Your task
Go through the records below and return each line that has "scoring" in it.

Given information
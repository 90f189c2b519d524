//! End-to-end game rounds through the public API.

use chrono::{DateTime, Duration};
use dragstyle_core::markup;
use dragstyle_core::scores::{LocalScoreStore, ScoreKeeper};
use dragstyle_core::storage::{FileStorage, MemoryStorage};
use dragstyle_core::{
    CanvasElement, Color, DropContext, ElementKind, GameSession, ManualClock, ScoreBackend,
    scoring,
};
use kurbo::{Point, Rect, Vec2};
use pollster::block_on;

fn surface() -> Rect {
    Rect::new(0.0, 0.0, 800.0, 600.0)
}

fn drop_at(x: f64, y: f64) -> DropContext {
    DropContext::new(surface(), Point::new(x, y), Vec2::ZERO)
}

fn clock() -> ManualClock {
    let start = DateTime::from_timestamp_millis(1_700_000_000_000).unwrap();
    ManualClock::with_step(start, Duration::seconds(1))
}

fn keeper() -> ScoreKeeper<LocalScoreStore<MemoryStorage>> {
    ScoreKeeper::new(LocalScoreStore::with_clock(MemoryStorage::new(), clock()))
}

#[test]
fn test_drop_header_at_pointer() {
    let mut session = GameSession::new();
    let id = session.drop_new(ElementKind::Header, &drop_at(120.0, 80.0));

    let element = session.canvas().get(id).unwrap();
    assert_eq!(element.kind, ElementKind::Header);
    assert_eq!(element.position, Point::new(120.0, 80.0));
}

#[test]
fn test_drop_footer_spans_surface() {
    let mut session = GameSession::new();
    let id = session.drop_new(ElementKind::Footer, &drop_at(400.0, 100.0));

    let footer = session.canvas().get(id).unwrap();
    assert_eq!(footer.position, Point::new(0.0, 500.0));
    assert_eq!(footer.size.width, Some(800.0));
    assert_eq!(footer.size.height, Some(80.0));
}

#[test]
fn test_complete_layout_scores_120() {
    let at = |kind, y| CanvasElement::new(kind, Point::new(20.0, y));
    let elements = vec![
        at(ElementKind::Header, 50.0),
        at(ElementKind::Nav, 110.0),
        at(ElementKind::H1, 160.0).with_content("Hi"),
        at(ElementKind::Paragraph, 220.0).with_content("a"),
        at(ElementKind::Paragraph, 260.0).with_content("b"),
        at(ElementKind::Paragraph, 300.0).with_content("c"),
        at(ElementKind::Footer, 450.0),
    ];

    let report = scoring::score(&elements);
    assert_eq!(report.total, 120);
    assert_eq!(
        report.feedback_lines(),
        vec![
            "✅ Header at top (+20 points)",
            "✅ Navigation included (+15 points)",
            "✅ Main heading with content (+15 points)",
            "✅ Content paragraphs (+30 points)",
            "✅ Footer at bottom (+20 points)",
            "✅ Good content variety (+10 points)",
            "✅ Customized content (+10 points)",
        ]
    );
}

#[test]
fn test_highest_and_average() {
    let keeper = keeper();
    block_on(keeper.save_score("u1", 80, Vec::new())).unwrap();
    block_on(keeper.save_score("u1", 95, Vec::new())).unwrap();

    assert_eq!(block_on(keeper.highest_score("u1")), Some(95));
    assert_eq!(block_on(keeper.user_stats("u1")).average_score, Some(88));
}

#[test]
fn test_leaderboard_orders_by_best() {
    let keeper = keeper();
    let low = block_on(keeper.create_or_get_user("Low")).unwrap();
    let high = block_on(keeper.create_or_get_user("High")).unwrap();
    block_on(keeper.save_score(&low.id, 95, Vec::new())).unwrap();
    block_on(keeper.save_score(&high.id, 99, Vec::new())).unwrap();

    let board = block_on(keeper.leaderboard(10));
    assert_eq!(board.len(), 2);
    assert_eq!(board[0].username, "High");
    assert_eq!(board[0].best_score, 99);
    assert!(board.windows(2).all(|w| w[0].best_score >= w[1].best_score));
}

#[test]
fn test_same_user_any_case() {
    let store = LocalScoreStore::with_clock(MemoryStorage::new(), clock());
    let first = block_on(store.create_or_get_user("Alice")).unwrap();
    let second = block_on(store.create_or_get_user("alice")).unwrap();

    assert_eq!(first.id, second.id);
    assert!(second.last_login > first.last_login);
    assert_eq!(store.users().len(), 1);
}

#[test]
fn test_positions_stay_in_bounds() {
    let mut session = GameSession::new();
    let pointers = [(-50.0, -50.0), (0.0, 5.0), (9.0, 900.0), (400.0, 300.0)];
    for (x, y) in pointers {
        let id = session.drop_new(ElementKind::Button, &drop_at(x, y));
        let position = session.canvas().get(id).unwrap().position;
        assert!(position.x >= 10.0 && position.y >= 10.0);

        session.drop_existing(id, Vec2::new(-1000.0, -3.0));
        let position = session.canvas().get(id).unwrap().position;
        assert!(position.x >= 0.0 && position.y >= 0.0);
    }
}

#[test]
fn test_markup_follows_vertical_order() {
    let mut session = GameSession::new();
    session.set_background(Color::rgb(0x33, 0x66, 0x99));
    session.drop_new(ElementKind::Footer, &drop_at(0.0, 0.0));
    session.drop_new(ElementKind::H1, &drop_at(30.0, 200.0));
    session.drop_new(ElementKind::Header, &drop_at(30.0, 20.0));

    let doc = session.markup();
    assert!(doc.contains("background-color: #336699;"));
    let header = doc.find("<header>").unwrap();
    let h1 = doc.find("<h1>").unwrap();
    let footer = doc.find("<footer>").unwrap();
    assert!(header < h1 && h1 < footer);

    session.request_clear().confirm(&mut session);
    assert_eq!(session.markup(), markup::EMPTY_PLACEHOLDER);
}

#[test]
fn test_round_persists_to_disk() {
    let dir = tempfile::tempdir().unwrap();

    let saved = {
        let store = LocalScoreStore::with_clock(FileStorage::new(dir.path()).unwrap(), clock());
        let mut session = GameSession::new();
        block_on(session.login(&store, "Dee")).unwrap();
        session.drop_new(ElementKind::Header, &drop_at(40.0, 30.0));
        session.drop_new(ElementKind::Footer, &drop_at(0.0, 0.0));
        let (report, record) = block_on(session.save_score(&store)).unwrap();
        assert_eq!(report.total, 40);
        record
    };

    let reopened = LocalScoreStore::new(FileStorage::new(dir.path()).unwrap());
    let current = reopened.current_user().unwrap();
    assert_eq!(current.username, "Dee");

    let history = reopened.user_scores(&current.id);
    assert_eq!(history, vec![saved]);
    assert_eq!(history[0].layout_snapshot.len(), 2);
}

Solution to this exercise
    scoring,
    let report = scoring::score(&elements);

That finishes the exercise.